Data is power in the realm of HR. It fuels insightful analysis, strategic planning, and informed decision-making. However, with this wealth of sensitive data comes great responsibility - ensuring its security. Given the increasing complexity of HR analytics tasks and the expanding scope of data privacy laws, protecting HR data from unauthorized access has never been more critical. This is where advanced data management tools like Microsoft Power BI and Apache Superset step in, armed with robust features like Row-Level Security (RLS).
In this article, we delve into data security within HR analytics, examining how we can leverage RLS in both Power BI and Apache Superset to mitigate potential data breaches. With their RLS capabilities, we will explore how these tools can provide granular access control, ensuring that sensitive data is only accessible to authorized individuals, thus protecting employee information, maintaining compliance with data protection regulations, and fortifying trust within the organization. Please accompany me as we embark on this rigorous exploration of enhanced data security within People analytics.
The HR department is the custodian of sensitive employee data, from personal identifiers like Social Security numbers to performance appraisals, salary details, and health records.

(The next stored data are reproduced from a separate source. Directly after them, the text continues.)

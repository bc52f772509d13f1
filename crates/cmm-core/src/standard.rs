//! Built-in RGB profiles.
//!
//! Profiles are synthesised with the safe `lcms2` API, serialised, and
//! reopened as native handles so they behave like any profile loaded from
//! memory.

use crate::{CmmError, CmmResult, Profile};
use lcms2::{CIExyY, CIExyYTRIPLE, Profile as LcmsProfile, ToneCurve};
use std::fmt;
use std::str::FromStr;

/// Standard RGB color spaces available without an ICC file.
#[derive(Debug, Clone, Copy, PartialEq, Eq)]
pub enum StandardProfile {
    /// IEC 61966-2-1 sRGB, the lcms built-in.
    Srgb,
    /// sRGB primaries with a linear transfer.
    LinearSrgb,
    /// Adobe RGB (1998).
    AdobeRgb,
    /// Display P3.
    DisplayP3,
    /// DCI-P3 with the DCI white.
    DciP3,
    /// ITU-R BT.709, gamma 2.4.
    Rec709,
    /// ITU-R BT.2020, gamma 2.4.
    Rec2020,
    /// ACES AP0, linear.
    AcesAp0,
    /// ACES AP1 / ACEScg, linear.
    AcesAp1,
}

impl StandardProfile {
    /// Every standard profile.
    pub const ALL: [StandardProfile; 9] = [
        StandardProfile::Srgb,
        StandardProfile::LinearSrgb,
        StandardProfile::AdobeRgb,
        StandardProfile::DisplayP3,
        StandardProfile::DciP3,
        StandardProfile::Rec709,
        StandardProfile::Rec2020,
        StandardProfile::AcesAp0,
        StandardProfile::AcesAp1,
    ];

    /// Lower-case name accepted by [`FromStr`].
    pub fn name(self) -> &'static str {
        match self {
            StandardProfile::Srgb => "srgb",
            StandardProfile::LinearSrgb => "linear-srgb",
            StandardProfile::AdobeRgb => "adobe-rgb",
            StandardProfile::DisplayP3 => "display-p3",
            StandardProfile::DciP3 => "dci-p3",
            StandardProfile::Rec709 => "rec709",
            StandardProfile::Rec2020 => "rec2020",
            StandardProfile::AcesAp0 => "aces-ap0",
            StandardProfile::AcesAp1 => "aces-ap1",
        }
    }

    /// White point, primaries and gamma; `None` for the lcms built-in sRGB.
    fn colorimetry(self) -> Option<(CIExyY, CIExyYTRIPLE, f64)> {
        let d65 = xy(0.3127, 0.3290);
        let aces = xy(0.32168, 0.33767);
        let srgb = triple((0.64, 0.33), (0.30, 0.60), (0.15, 0.06));
        let p3 = triple((0.680, 0.320), (0.265, 0.690), (0.150, 0.060));
        Some(match self {
            StandardProfile::Srgb => return None,
            StandardProfile::LinearSrgb => (d65, srgb, 1.0),
            StandardProfile::AdobeRgb => (d65, triple((0.64, 0.33), (0.21, 0.71), (0.15, 0.06)), 2.2),
            StandardProfile::DisplayP3 => (d65, p3, 2.2),
            StandardProfile::DciP3 => (xy(0.314, 0.351), p3, 2.6),
            StandardProfile::Rec709 => (d65, srgb, 2.4),
            StandardProfile::Rec2020 => {
                (d65, triple((0.708, 0.292), (0.170, 0.797), (0.131, 0.046)), 2.4)
            }
            StandardProfile::AcesAp0 => {
                (aces, triple((0.7347, 0.2653), (0.0, 1.0), (0.0001, -0.077)), 1.0)
            }
            StandardProfile::AcesAp1 => {
                (aces, triple((0.713, 0.293), (0.165, 0.830), (0.128, 0.044)), 1.0)
            }
        })
    }

    /// ICC data for this standard.
    pub fn to_icc(self) -> CmmResult<Vec<u8>> {
        let profile = match self.colorimetry() {
            None => LcmsProfile::new_srgb(),
            Some((white, primaries, gamma)) => {
                let curve = ToneCurve::new(gamma);
                let curves = [&curve, &curve, &curve];
                LcmsProfile::new_rgb(&white, &primaries, &curves)
                    .map_err(|e| CmmError::ProfileFailed(format!("{}: {}", self.name(), e)))?
            }
        };
        profile
            .icc()
            .map_err(|e| CmmError::ProfileFailed(format!("{}: {}", self.name(), e)))
    }

    /// Opens this standard as a native profile handle.
    pub fn to_profile(self) -> CmmResult<Profile> {
        match self {
            StandardProfile::Srgb => Profile::srgb(),
            _ => Profile::from_icc(&self.to_icc()?),
        }
    }
}

fn xy(x: f64, y: f64) -> CIExyY {
    CIExyY { x, y, Y: 1.0 }
}

fn triple(r: (f64, f64), g: (f64, f64), b: (f64, f64)) -> CIExyYTRIPLE {
    CIExyYTRIPLE { Red: xy(r.0, r.1), Green: xy(g.0, g.1), Blue: xy(b.0, b.1) }
}

impl fmt::Display for StandardProfile {
    fn fmt(&self, f: &mut fmt::Formatter<'_>) -> fmt::Result {
        f.write_str(self.name())
    }
}

impl FromStr for StandardProfile {
    type Err = CmmError;

    fn from_str(s: &str) -> Result<Self, Self::Err> {
        let key = s.to_ascii_lowercase().replace('_', "-");
        StandardProfile::ALL
            .into_iter()
            .find(|p| p.name() == key)
            .ok_or_else(|| CmmError::UnknownName { kind: "standard profile", name: s.to_string() })
    }
}

#[cfg(test)]
mod tests {
    use super::*;
    use crate::consts::space;

    #[test]
    fn test_all_standards() {
        for standard in StandardProfile::ALL {
            let profile = standard.to_profile().unwrap();
            assert_eq!(profile.color_space(), space::RGB, "{standard} should be RGB");
        }
    }

    #[test]
    fn test_parse() {
        assert_eq!("Display_P3".parse::<StandardProfile>().unwrap(), StandardProfile::DisplayP3);
        assert_eq!("rec2020".parse::<StandardProfile>().unwrap(), StandardProfile::Rec2020);
        assert!("prophoto".parse::<StandardProfile>().is_err());
    }
}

Given this wealth of personal and confidential information, HR has legal and ethical obligations to maintain the security of this data.
Legal responsibilities stem from an ever-evolving regulatory landscape with stringent data privacy laws such as the General Data Protection Regulation (GDPR) in the EU and the California Consumer Privacy Act (CCPA) in the US. These regulations demand strict adherence to data privacy norms and inflict heavy penalties for non-compliance.
On the ethical front, employees trust their employers to handle their personal information responsibly. Breaches of this trust can lead to severe consequences, including reputational damage and loss of employee morale and engagement. Moreover, data security is also a matter of respect for individual privacy rights, underlining the ethical obligation to protect data from unauthorized access or misuse.
People analytics involves utilizing employee data to gain insights that guide strategic decision-making. While this data-driven approach significantly improves HR processes, it also heightens the risk of data breaches.
The consequences can be severe if unauthorized individuals access confidential HR data. Employee identities can be stolen, leading to financial loss and credit damage for the individuals affected. Leaked salary or performance data could lead to internal conflict and loss of trust within the organization.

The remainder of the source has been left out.